There are two different processes taking place. When you increase the temperature of a liquid, you decrease it's ability to hold gases in solution. So when the world gets warmer, from an orbital change for instance, it causes dissolved gases to come out of solution in the oceans and enter the atmosphere. Thus we see CO2 levels increase after Milankovitch orbital changes have raised the Earth's temperature.

CO2 in the atmosphere, like all greenhouse gases, absorb infrared light.
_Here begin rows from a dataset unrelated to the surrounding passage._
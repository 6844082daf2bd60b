use serde::{Deserialize, Serialize};

use crate::neo_types::deserialize_i64_from_string_or_number;

/// One entry of the `listplugins` response.
#[derive(Debug, Clone, PartialEq, Serialize, Deserialize)]
pub struct Plugin {
	pub name: String,
	pub version: String,
	#[serde(default)]
	pub interfaces: Vec<String>,
}

/// The `validateaddress` response.
#[derive(Debug, Clone, PartialEq, Serialize, Deserialize)]
pub struct ValidateAddress {
	pub address: String,
	#[serde(rename = "isvalid")]
	pub is_valid: bool,
}

/// The `calculatenetworkfee` response. Nodes emit the fee as a decimal
/// string or a number depending on version.
#[derive(Debug, Clone, PartialEq, Serialize, Deserialize)]
pub struct NeoNetworkFee {
	#[serde(
		rename = "networkfee",
		deserialize_with = "deserialize_i64_from_string_or_number"
	)]
	pub network_fee: i64,
}

#[cfg(test)]
mod tests {
	use super::*;

	#[test]
	fn test_network_fee_decodes_string_and_number() {
		let from_string: NeoNetworkFee =
			serde_json::from_str(r#"{"networkfee": "1230610"}"#).unwrap();
		let from_number: NeoNetworkFee =
			serde_json::from_str(r#"{"networkfee": 1230610}"#).unwrap();
		assert_eq!(from_string.network_fee, 1_230_610);
		assert_eq!(from_string, from_number);
	}

	#[test]
	fn test_decode_plugins() {
		let json = r#"[{
			"name": "TokensTracker",
			"version": "3.6.0",
			"interfaces": ["IPersistencePlugin"]
		}]"#;
		let plugins: Vec<Plugin> = serde_json::from_str(json).unwrap();
		assert_eq!(plugins[0].name, "TokensTracker");
	}
}
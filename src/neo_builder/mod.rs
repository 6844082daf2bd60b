//! # Neo Builder
//!
//! Tooling for constructing Neo N3 transactions and NeoVM scripts.
//!
//! ## Overview
//!
//! The neo_builder module provides the write path of the SDK:
//!
//! ### Transaction building
//!
//! - **Transaction builder**: fluent configuration, dry run, fee
//!   discovery, defaults and signing
//! - **Signer management**: account, contract and plain-data signers
//!   with witness scopes and their allow lists
//! - **Witnesses**: single-sig, multi-sig and contract witnesses, plus
//!   the offline `ContractParametersContext`
//! - **Attributes**: high-priority and oracle-response attributes
//!
//! ### Script construction
//!
//! - **Script builder**: NeoVM scripts with minimal push encodings
//! - **Verification scripts**: `CheckSig`/`CheckMultisig` forms with
//!   static introspection of `m`, `n` and the participant keys
//!
//! ## Example
//!
//! ```no_run
//! use neo3_core::builder::{AccountSigner, ScriptBuilder, TransactionBuilder};
//! use neo3_core::neo_clients::{Http, RpcClient};
//! use neo3_core::neo_protocol::{Account, AccountTrait};
//! use neo3_core::neo_types::ContractParameter;
//! use primitive_types::H160;
//! use std::str::FromStr;
//!
//! async fn transfer() -> Result<(), Box<dyn std::error::Error>> {
//!     let client = RpcClient::new(Http::new("https://testnet1.neo.org:443")?);
//!     let sender = Account::from_wif("L3tgppXLgdaeqSGSFw1Go3skBiy8vQAM7YMXvTHsKQtE16PBncSU")?;
//!     let gas = H160::from_str("d2a4cff31913016155e38e474a2c06d08be276cf")?;
//!
//!     let mut script = ScriptBuilder::new();
//!     script.contract_call(
//!         &gas,
//!         "transfer",
//!         &[
//!             ContractParameter::h160(&sender.get_script_hash()),
//!             ContractParameter::h160(&gas),
//!             ContractParameter::integer(1_0000_0000),
//!             ContractParameter::any(),
//!         ],
//!         None,
//!     )?;
//!
//!     let mut builder = TransactionBuilder::with_client(&client);
//!     builder
//!         .set_script(Some(script.to_bytes()))
//!         .set_signers(vec![AccountSigner::called_by_entry(&sender)?.into()])?;
//!
//!     let mut tx = builder.sign().await?;
//!     let response = tx.send_tx().await?;
//!     println!("sent {:?}", response.hash);
//!     Ok(())
//! }
//! ```

pub use error::*;
pub use script::*;
pub use transaction::*;

mod error;
mod script;
mod transaction;

#[cfg(test)]
mod proptest_tests;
Thus, as the level of CO2 and other GHGs in the atmosphere increase, increasing amounts of infrared energy is trapped in the atmosphere and warms the air, the land and the oceans.

In fact, research by a number of scientists have shown that on those occasions we see in the ice cores, where warming causes CO2 levels to increase, the increased CO2 eventually begins to cause its own warming - via the greenhouse effect - and that greenhouse warming becomes the dominant process, causing the planet to warm significantly more than it would have had their been no greenhouse gases present.

But, in any case, the fact that increasing temperatures cause atmospheric CO2 levels to rise, does NOT preclude CO2 from causing increased temperatures.
It never stops does it. Uses of words like significant is so outstanding with you all. Prove it. Prove the significant statement you use. The heck with all of the other mumbo jumbo you wrote, it is that word that is just outstanding. You have no evidence to support CO2 causes increases in temperature, yet here you are saying it significantly does. "Significantly" Now that's just funny. One experiment that proves that, pretty please.
 
https://en.wikipedia.org/wiki/Carbon_dioxide#In_the_Earth.27s_atmosphere

In the Earth's atmosphere

Carbon dioxide in Earth's atmosphere is considered a trace gas currently occurring at an average concentration of about 400 parts per million by volume[1] (or 591 parts per million by mass). The total mass of atmospheric carbon dioxide is 3.16×1015 kg (about 3,000 gigatonnes). Its concentration varies seasonally and also considerably on a regional basis, especially near the ground. In urban areas concentrations are generally higher and indoors they can reach 10 times background levels. Carbon dioxide is a greenhouse gas.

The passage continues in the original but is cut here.